At the beginning of the next summer the Chians were urging that the fleet should be sent off, being afraid that the Athenians, from whom all these embassies were kept a secret, might find out what was going on, and the Lacedaemonians at once sent three Spartans to Corinth to haul the ships as quickly as possible across the Isthmus from the other sea to that on the side of Athens, and to order them all to sail to Chios, those which Agis was equipping for Lesbos not excepted. The number of ships from the allied states was thirty-nine in all.

Meanwhile Calligeitus and Timagoras did not join on behalf of Pharnabazus in the expedition to Chios or give the money—twenty-five talents—which they had brought with them to help in dispatching a force, but determined to sail afterwards with another force by themselves. Agis, on the other hand, seeing the Lacedaemonians bent upon going to Chios first, himself came in to their views; and the allies assembled at Corinth and held a council, in which they decided to sail first to Chios under the command of Chalcideus, who was equipping the five vessels in Laconia, then to Lesbos, under the command of Alcamenes, the same whom Agis had fixed upon, and lastly to go to the Hellespont, where the command was given to Clearchus, son of Ramphias. Meanwhile they would take only half the ships across the Isthmus first, and let those sail off at once, in order that the Athenians might attend less to the departing squadron than to those to be taken across afterwards, as no care had been taken to keep this voyage secret through contempt of the impotence of the Athenians, who had as yet no fleet of any account upon the sea. Agreeably to this determination, twenty-one vessels were at once conveyed across the Isthmus.
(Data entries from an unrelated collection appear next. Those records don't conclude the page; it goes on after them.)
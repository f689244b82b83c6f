//! The request/dispatch cycle shared by every role.

use serde_json::{Value, json};
use std::sync::Arc;
use std::sync::atomic::{AtomicBool, Ordering};
use stepwise_llm::{Client, Message, Request, Response};
use tokio::sync::Notify;

use crate::profiles::WORKER_REMINDER;
use crate::{
    AgentConfig, AgentError, AgentRole, AuditEvent, AuditEventKind, AuditSink, ToolRegistry,
};

/// Cancels a running loop from another task. Clones share the same flag.
#[derive(Clone, Debug, Default)]
pub struct AbortHandle {
    abort_requested: Arc<AtomicBool>,
    abort_notify: Arc<Notify>,
}

impl AbortHandle {
    pub fn new() -> Self {
        Self::default()
    }

    pub fn request_abort(&self) {
        self.abort_requested.store(true, Ordering::SeqCst);
        self.abort_notify.notify_waiters();
    }

    pub fn is_abort_requested(&self) -> bool {
        self.abort_requested.load(Ordering::SeqCst)
    }

    pub(crate) fn clear(&self) {
        self.abort_requested.store(false, Ordering::SeqCst);
    }
}

#[derive(Clone, Copy, Debug, PartialEq, Eq)]
pub enum LoopState {
    Idle,
    Requesting,
    ToolExecuting,
    Terminated,
}

#[derive(Clone, Debug, PartialEq, Eq)]
pub struct LoopOutcome {
    pub final_message: String,
    pub iterations: usize,
}

pub struct AgentLoop {
    id: String,
    role: AgentRole,
    instruction: String,
    user_context: String,
    registry: ToolRegistry,
    client: Arc<Client>,
    config: AgentConfig,
    audit: Arc<dyn AuditSink>,
    abort: AbortHandle,
    transcript: Vec<Message>,
    state: LoopState,
}

impl AgentLoop {
    pub fn new(
        role: AgentRole,
        user_context: impl Into<String>,
        registry: ToolRegistry,
        client: Arc<Client>,
        config: AgentConfig,
        audit: Arc<dyn AuditSink>,
    ) -> Self {
        Self {
            id: uuid::Uuid::new_v4().to_string(),
            role,
            instruction: role.instruction().to_string(),
            user_context: user_context.into(),
            registry,
            client,
            config,
            audit,
            abort: AbortHandle::new(),
            transcript: Vec::new(),
            state: LoopState::Idle,
        }
    }

    /// Replaces the role's built-in system instruction.
    pub fn with_instruction(mut self, instruction: impl Into<String>) -> Self {
        self.instruction = instruction.into();
        self
    }

    pub fn with_abort_handle(mut self, abort: AbortHandle) -> Self {
        self.abort = abort;
        self
    }

    pub fn id(&self) -> &str {
        &self.id
    }

    pub fn role(&self) -> AgentRole {
        self.role
    }

    pub fn state(&self) -> LoopState {
        self.state
    }

    pub fn transcript(&self) -> &[Message] {
        &self.transcript
    }

    pub fn registry(&self) -> &ToolRegistry {
        &self.registry
    }

    pub fn into_registry(self) -> ToolRegistry {
        self.registry
    }

    pub fn abort_handle(&self) -> AbortHandle {
        self.abort.clone()
    }

    /// Drives request/dispatch rounds until the role's termination rule holds.
    pub async fn run(&mut self) -> Result<LoopOutcome, AgentError> {
        self.registry
            .attach_audit(self.audit.clone(), self.id.clone(), self.role.as_str());
        self.transcript = vec![
            Message::system(self.instruction.clone()),
            Message::user(self.user_context.clone()),
        ];
        self.emit(
            AuditEventKind::LoopStart,
            json!({
                "model": self.config.model,
                "tools": self.registry.names(),
                "max_iterations": self.config.max_iterations,
                "system": self.instruction,
                "user": self.user_context,
            }),
        );
        tracing::info!(loop_id = %self.id, role = %self.role, "agent loop started");

        let result = self.drive().await;
        self.state = LoopState::Terminated;
        match &result {
            Ok(outcome) => {
                self.emit(
                    AuditEventKind::LoopEnd,
                    json!({
                        "iterations": outcome.iterations,
                        "final_message": outcome.final_message,
                    }),
                );
                tracing::info!(
                    loop_id = %self.id,
                    role = %self.role,
                    iterations = outcome.iterations,
                    "agent loop finished"
                );
            }
            Err(error) => {
                self.emit(AuditEventKind::Error, json!({ "error": error.to_string() }));
                tracing::warn!(loop_id = %self.id, role = %self.role, error = %error, "agent loop failed");
            }
        }
        if let Err(error) = self.audit.flush() {
            tracing::warn!(error = %error, "audit flush failed");
        }
        result
    }

    async fn drive(&mut self) -> Result<LoopOutcome, AgentError> {
        let mut iterations = 0usize;
        loop {
            if self.abort.is_abort_requested() {
                return Err(AgentError::Aborted);
            }
            if self.config.max_iterations > 0 && iterations >= self.config.max_iterations {
                return Err(AgentError::TurnLimit {
                    role: self.role.to_string(),
                    max_iterations: self.config.max_iterations,
                });
            }
            iterations += 1;

            self.state = LoopState::Requesting;
            let mut request = Request::new(self.config.model.clone(), self.transcript.clone())
                .with_tools(self.registry.export_schemas());
            request.provider = self.config.provider.clone();
            self.emit(
                AuditEventKind::Request,
                json!({
                    "iteration": iterations,
                    "messages": request.messages.len(),
                    "tools": request.tools.as_ref().map_or(0, Vec::len),
                }),
            );

            let response = self.complete(request).await?;
            let text = response.text();
            let tool_calls = response.tool_calls();
            self.emit(
                AuditEventKind::Response,
                json!({
                    "iteration": iterations,
                    "content": text,
                    "finish_reason": response.finish_reason.as_str(),
                    "tool_calls": tool_calls
                        .iter()
                        .map(|call| json!({
                            "id": call.id,
                            "name": call.name,
                            "arguments": call.arguments,
                        }))
                        .collect::<Vec<Value>>(),
                }),
            );
            self.transcript
                .push(Message::assistant_with_tool_calls(text.clone(), tool_calls.clone()));

            if tool_calls.is_empty() {
                if self.role.ends_without_tool_calls() {
                    return Ok(LoopOutcome {
                        final_message: text,
                        iterations,
                    });
                }
                tracing::debug!(loop_id = %self.id, iteration = iterations, "worker replied without tool calls");
                self.transcript.push(Message::user(WORKER_REMINDER));
                continue;
            }

            self.state = LoopState::ToolExecuting;
            let batch_start = self.registry.log().len();
            for call in &tool_calls {
                let envelope = self
                    .registry
                    .dispatch(&call.name, &call.arguments, &call.id)
                    .await;
                self.transcript
                    .push(Message::tool_result(call.id.clone(), envelope));
                if let Some(Err(error)) = self.registry.log().last().map(|record| &record.result) {
                    if error.aborts_loop() {
                        return Err(AgentError::ToolSubstrate {
                            tool: call.name.clone(),
                            message: error.to_string(),
                        });
                    }
                }
            }

            if self.role.ends_after_batch(&self.registry.log()[batch_start..]) {
                return Ok(LoopOutcome {
                    final_message: text,
                    iterations,
                });
            }
        }
    }

    /// One chat request, bounded by the request timeout and cut short by an abort.
    async fn complete(&self, request: Request) -> Result<Response, AgentError> {
        let notified = self.abort.abort_notify.notified();
        tokio::pin!(notified);
        notified.as_mut().enable();
        if self.abort.is_abort_requested() {
            return Err(AgentError::Aborted);
        }

        let client = self.client.clone();
        let request_timeout = self.config.request_timeout;
        let llm_call = async move {
            match request_timeout {
                Some(limit) => tokio::time::timeout(limit, client.complete(request))
                    .await
                    .map_err(|_| AgentError::RequestTimeout(limit))?
                    .map_err(AgentError::from),
                None => client.complete(request).await.map_err(AgentError::from),
            }
        };
        tokio::pin!(llm_call);

        tokio::select! {
            result = &mut llm_call => result,
            _ = &mut notified => Err(AgentError::Aborted),
        }
    }

    fn emit(&self, kind: AuditEventKind, data: Value) {
        let event = AuditEvent::new(kind, self.id.clone(), self.role.as_str(), data);
        if let Err(error) = self.audit.emit(event) {
            tracing::warn!(error = %error, "dropping audit event");
        }
    }
}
They were now impatient to set sail, but the Corinthians were not willing to accompany them until they had celebrated the Isthmian festival, which fell at that time. Upon this Agis proposed to them to save their scruples about breaking the Isthmian truce by taking the expedition upon himself. The Corinthians not consenting to this, a delay ensued, during which the Athenians conceived suspicions of what was preparing at Chios, and sent Aristocrates, one of their generals, and charged them with the fact, and, upon the denial of the Chians, ordered them to send with them a contingent of ships, as faithful confederates. Seven were sent accordingly. The reason of the dispatch of the ships lay in the fact that the mass of the Chians were not privy to the negotiations, while the few who were in the secret did not wish to break with the multitude until they had something positive to lean upon, and no longer expected the Peloponnesians to arrive by reason of their delay.

In the meantime the Isthmian games took place, and the Athenians, who had been also invited, went to attend them, and now seeing more clearly into the designs of the Chians, as soon as they returned to Athens took measures to prevent the fleet putting out from Cenchreae without their knowledge. After the festival the Peloponnesians set sail with twenty-one ships for Chios, under the command of Alcamenes. The Athenians first sailed against them with an equal number, drawing off towards the open sea. The enemy, however, turning back before he had followed them far, the Athenians returned also, not trusting the seven Chian ships which formed part of their number, and afterwards manned thirty-seven vessels in all and chased him on his passage alongshore into Spiraeum, a desert Corinthian port on the edge of the Epidaurian frontier. After losing one ship out at sea, the Peloponnesians got the rest together and brought them to anchor. The Athenians now attacked not only from the sea with their fleet, but also disembarked upon the coast; and a melee ensued of the most confused and violent kind, in which the Athenians disabled most of the enemy's vessels and killed Alcamenes their commander, losing also a few of their own men.